=== Begin Enclosure ===
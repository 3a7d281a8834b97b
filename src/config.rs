//! TOML configuration.
//!
//! Every section is optional and falls back to the defaults below, so an
//! empty file is a valid configuration. Credentials are normally supplied
//! through the environment and applied with [`Config::apply_env_overrides`].
//!
//! ```toml
//! [embedding]
//! provider = "openai"
//! model = "text-embedding-3-small"
//!
//! [vector_index]
//! url = "https://my-cluster.qdrant.io:6333"
//! collection = "radiate_docs"
//!
//! [chunking]
//! chunk_size = 512
//! overlap = 50
//! strategy = "smart"
//!
//! [retrieval]
//! mode = "hybrid"
//! ```

use anyhow::{bail, Context, Result};
use serde::Deserialize;
use std::path::Path;

use crate::chunk::ChunkStrategy;

#[derive(Debug, Deserialize, Clone, Default)]
pub struct Config {
    #[serde(default)]
    pub embedding: EmbeddingConfig,
    #[serde(default)]
    pub vector_index: VectorIndexConfig,
    #[serde(default)]
    pub chunking: ChunkingConfig,
    #[serde(default)]
    pub retrieval: RetrievalConfig,
    #[serde(default)]
    pub ingest: IngestConfig,
    #[serde(default)]
    pub llm: Option<LlmConfig>,
}

#[derive(Debug, Deserialize, Clone)]
pub struct EmbeddingConfig {
    /// `"local"` or `"openai"`.
    #[serde(default = "default_provider")]
    pub provider: String,
    #[serde(default)]
    pub model: Option<String>,
    #[serde(default)]
    pub api_key: Option<String>,
    #[serde(default = "default_openai_base_url")]
    pub base_url: String,
    #[serde(default = "default_batch_size")]
    pub batch_size: usize,
    #[serde(default = "default_max_concurrent")]
    pub max_concurrent: usize,
    /// HTTP client timeout for remote backends.
    #[serde(default = "default_timeout_secs")]
    pub timeout_secs: u64,
    /// Upper bound on a single embedding request, enforced by the provider
    /// for every backend. Unset means no bound.
    #[serde(default)]
    pub request_timeout_secs: Option<u64>,
    #[serde(default = "default_true")]
    pub track_costs: bool,
}

impl Default for EmbeddingConfig {
    fn default() -> Self {
        Self {
            provider: default_provider(),
            model: None,
            api_key: None,
            base_url: default_openai_base_url(),
            batch_size: default_batch_size(),
            max_concurrent: default_max_concurrent(),
            timeout_secs: default_timeout_secs(),
            request_timeout_secs: None,
            track_costs: true,
        }
    }
}

fn default_provider() -> String {
    "local".to_string()
}
fn default_openai_base_url() -> String {
    "https://api.openai.com/v1".to_string()
}
fn default_batch_size() -> usize {
    32
}
fn default_max_concurrent() -> usize {
    5
}
fn default_timeout_secs() -> u64 {
    30
}
fn default_true() -> bool {
    true
}

impl EmbeddingConfig {
    /// Model name, falling back to the provider's default model.
    pub fn model_or_default(&self) -> String {
        match (&self.model, self.provider.as_str()) {
            (Some(model), _) => model.clone(),
            (None, "openai") => "text-embedding-3-small".to_string(),
            (None, _) => "all-minilm-l6-v2".to_string(),
        }
    }
}

#[derive(Debug, Deserialize, Clone)]
pub struct VectorIndexConfig {
    /// `"qdrant"` or `"memory"`.
    #[serde(default = "default_index_provider")]
    pub provider: String,
    #[serde(default)]
    pub url: Option<String>,
    #[serde(default)]
    pub api_key: Option<String>,
    #[serde(default = "default_collection")]
    pub collection: String,
    #[serde(default = "default_distance")]
    pub distance: String,
    #[serde(default = "default_timeout_secs")]
    pub timeout_secs: u64,
}

impl Default for VectorIndexConfig {
    fn default() -> Self {
        Self {
            provider: default_index_provider(),
            url: None,
            api_key: None,
            collection: default_collection(),
            distance: default_distance(),
            timeout_secs: default_timeout_secs(),
        }
    }
}

fn default_index_provider() -> String {
    "qdrant".to_string()
}
fn default_collection() -> String {
    "radiate_docs".to_string()
}
fn default_distance() -> String {
    "cosine".to_string()
}

#[derive(Debug, Deserialize, Clone)]
pub struct ChunkingConfig {
    #[serde(default = "default_chunk_size")]
    pub chunk_size: usize,
    #[serde(default = "default_overlap")]
    pub overlap: usize,
    /// `"fixed"` or `"smart"`.
    #[serde(default = "default_strategy")]
    pub strategy: String,
}

impl Default for ChunkingConfig {
    fn default() -> Self {
        Self {
            chunk_size: default_chunk_size(),
            overlap: default_overlap(),
            strategy: default_strategy(),
        }
    }
}

fn default_chunk_size() -> usize {
    512
}
fn default_overlap() -> usize {
    50
}
fn default_strategy() -> String {
    "smart".to_string()
}

#[derive(Debug, Deserialize, Clone)]
pub struct RetrievalConfig {
    #[serde(default = "default_mode")]
    pub mode: String,
    #[serde(default = "default_top_k")]
    pub top_k: usize,
    #[serde(default = "default_initial_k")]
    pub initial_k: usize,
    #[serde(default = "default_rrf_k")]
    pub rrf_k: f64,
    #[serde(default = "default_k1")]
    pub bm25_k1: f64,
    #[serde(default = "default_b")]
    pub bm25_b: f64,
}

impl Default for RetrievalConfig {
    fn default() -> Self {
        Self {
            mode: default_mode(),
            top_k: default_top_k(),
            initial_k: default_initial_k(),
            rrf_k: default_rrf_k(),
            bm25_k1: default_k1(),
            bm25_b: default_b(),
        }
    }
}

fn default_mode() -> String {
    "hybrid".to_string()
}
fn default_top_k() -> usize {
    5
}
fn default_initial_k() -> usize {
    100
}
fn default_rrf_k() -> f64 {
    60.0
}
fn default_k1() -> f64 {
    1.5
}
fn default_b() -> f64 {
    0.75
}

#[derive(Debug, Deserialize, Clone)]
pub struct IngestConfig {
    #[serde(default = "default_max_concurrent_files")]
    pub max_concurrent_files: usize,
    #[serde(default)]
    pub recursive: bool,
    /// Progress output on stderr: `"none"`, `"human"` or `"json"`.
    #[serde(default = "default_progress")]
    pub progress: String,
}

impl Default for IngestConfig {
    fn default() -> Self {
        Self {
            max_concurrent_files: default_max_concurrent_files(),
            recursive: false,
            progress: default_progress(),
        }
    }
}

fn default_max_concurrent_files() -> usize {
    3
}
fn default_progress() -> String {
    "none".to_string()
}

#[derive(Debug, Deserialize, Clone)]
pub struct LlmConfig {
    /// `"openai"` or `"openrouter"`; selects the default base URL.
    #[serde(default = "default_llm_provider")]
    pub provider: String,
    #[serde(default = "default_llm_model")]
    pub model: String,
    #[serde(default)]
    pub base_url: Option<String>,
    #[serde(default)]
    pub api_key: Option<String>,
    #[serde(default = "default_max_tokens")]
    pub max_tokens: u32,
    #[serde(default)]
    pub system_prompt: Option<String>,
    #[serde(default = "default_llm_timeout_secs")]
    pub timeout_secs: u64,
}

impl Default for LlmConfig {
    fn default() -> Self {
        Self {
            provider: default_llm_provider(),
            model: default_llm_model(),
            base_url: None,
            api_key: None,
            max_tokens: default_max_tokens(),
            system_prompt: None,
            timeout_secs: default_llm_timeout_secs(),
        }
    }
}

fn default_llm_provider() -> String {
    "openai".to_string()
}
fn default_llm_model() -> String {
    "gpt-3.5-turbo".to_string()
}
fn default_max_tokens() -> u32 {
    512
}
fn default_llm_timeout_secs() -> u64 {
    60
}

impl LlmConfig {
    pub fn base_url_or_default(&self) -> String {
        match (&self.base_url, self.provider.as_str()) {
            (Some(url), _) => url.trim_end_matches('/').to_string(),
            (None, "openrouter") => "https://openrouter.ai/api/v1".to_string(),
            (None, _) => "https://api.openai.com/v1".to_string(),
        }
    }
}

impl Config {
    /// Fill credentials and endpoints that were not set in the file from
    /// the environment: `OPENAI_API_KEY`, `QDRANT_URL`, `QDRANT_API_KEY`,
    /// and `LLM_API_KEY` (falling back to `OPENAI_API_KEY`).
    pub fn apply_env_overrides(&mut self) {
        self.apply_overrides_from(|key| std::env::var(key).ok());
    }

    fn apply_overrides_from(&mut self, lookup: impl Fn(&str) -> Option<String>) {
        if self.embedding.api_key.is_none() {
            self.embedding.api_key = lookup("OPENAI_API_KEY");
        }
        if self.vector_index.url.is_none() {
            self.vector_index.url = lookup("QDRANT_URL");
        }
        if self.vector_index.api_key.is_none() {
            self.vector_index.api_key = lookup("QDRANT_API_KEY");
        }
        if let Some(llm) = self.llm.as_mut() {
            if llm.api_key.is_none() {
                llm.api_key = lookup("LLM_API_KEY").or_else(|| lookup("OPENAI_API_KEY"));
            }
        }
    }

    /// Check cross-field constraints that serde defaults cannot express.
    pub fn validate(&self) -> Result<()> {
        if self.chunking.chunk_size == 0 {
            bail!("chunking.chunk_size must be > 0");
        }
        if self.chunking.overlap >= self.chunking.chunk_size {
            bail!(
                "chunking.overlap ({}) must be smaller than chunking.chunk_size ({})",
                self.chunking.overlap,
                self.chunking.chunk_size
            );
        }
        if ChunkStrategy::parse(&self.chunking.strategy).is_none() {
            bail!(
                "Unknown chunking strategy: '{}'. Must be fixed (or token) or smart.",
                self.chunking.strategy
            );
        }

        if self.retrieval.top_k == 0 {
            bail!("retrieval.top_k must be >= 1");
        }
        if self.retrieval.initial_k == 0 {
            bail!("retrieval.initial_k must be >= 1");
        }
        if self.retrieval.rrf_k < 0.0 {
            bail!("retrieval.rrf_k must be >= 0");
        }
        match self.retrieval.mode.as_str() {
            "dense" | "sparse" | "hybrid" => {}
            other => bail!(
                "Unknown retrieval mode: '{}'. Must be dense, sparse, or hybrid.",
                other
            ),
        }

        if self.embedding.batch_size == 0 {
            bail!("embedding.batch_size must be >= 1");
        }
        if self.embedding.max_concurrent == 0 {
            bail!("embedding.max_concurrent must be >= 1");
        }
        match self.embedding.provider.as_str() {
            "local" | "openai" => {}
            other => bail!(
                "Unknown embedding provider: '{}'. Must be local or openai.",
                other
            ),
        }

        match self.vector_index.provider.as_str() {
            "qdrant" | "memory" => {}
            other => bail!(
                "Unknown vector index provider: '{}'. Must be qdrant or memory.",
                other
            ),
        }
        if crate::models::Distance::parse(&self.vector_index.distance).is_none() {
            bail!(
                "Unknown vector_index.distance: '{}'. Must be cosine, dot, or euclid.",
                self.vector_index.distance
            );
        }

        if self.ingest.max_concurrent_files == 0 {
            bail!("ingest.max_concurrent_files must be >= 1");
        }
        match self.ingest.progress.as_str() {
            "none" | "human" | "json" => {}
            other => bail!("Unknown ingest.progress: '{}'. Must be none, human, or json.", other),
        }

        Ok(())
    }
}

/// Read, parse, apply environment overrides, and validate a config file.
pub fn load_config(path: &Path) -> Result<Config> {
    let content = std::fs::read_to_string(path)
        .with_context(|| format!("Failed to read config file: {}", path.display()))?;

    let mut config: Config =
        toml::from_str(&content).with_context(|| "Failed to parse config file")?;

    config.apply_env_overrides();
    config.validate()?;

    Ok(config)
}
//! Plain-text extraction for ingested files.
//!
//! `.txt` and `.md` files are read as UTF-8. `.pdf` files go through
//! `pdf-extract`. Anything else is rejected with
//! [`RadiateError::UnsupportedFormat`]. Extraction is blocking; async
//! callers should run it on the blocking pool.

use std::path::Path;

use crate::error::{RadiateError, Result};

/// Extensions accepted by [`read_text`], lowercase and without the dot.
pub const SUPPORTED_EXTENSIONS: &[&str] = &["txt", "md", "pdf"];

/// Read the text content of a supported file.
pub fn read_text(path: &Path) -> Result<String> {
    if !path.exists() {
        return Err(RadiateError::NotFound(path.to_path_buf()));
    }

    let ext = path
        .extension()
        .and_then(|e| e.to_str())
        .map(|e| e.to_ascii_lowercase())
        .unwrap_or_default();

    match ext.as_str() {
        "txt" | "md" => {
            let bytes = std::fs::read(path)?;
            String::from_utf8(bytes).map_err(|e| {
                RadiateError::Extraction(format!(
                    "{} is not valid UTF-8: {}",
                    path.display(),
                    e.utf8_error()
                ))
            })
        }
        "pdf" => {
            let bytes = std::fs::read(path)?;
            pdf_extract::extract_text_from_mem(&bytes).map_err(|e| {
                RadiateError::Extraction(format!(
                    "PDF extraction failed for {}: {}",
                    path.display(),
                    e
                ))
            })
        }
        _ => Err(RadiateError::UnsupportedFormat {
            extension: if ext.is_empty() {
                "(none)".to_string()
            } else {
                format!(".{}", ext)
            },
        }),
    }
}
=== End Enclosure ===
Look at the records above. Copy every line where the string "ChunkingConfig" occurs.

## COMPLETED EXERCISE:
    pub chunking: ChunkingConfig,
pub struct ChunkingConfig {
impl Default for ChunkingConfig {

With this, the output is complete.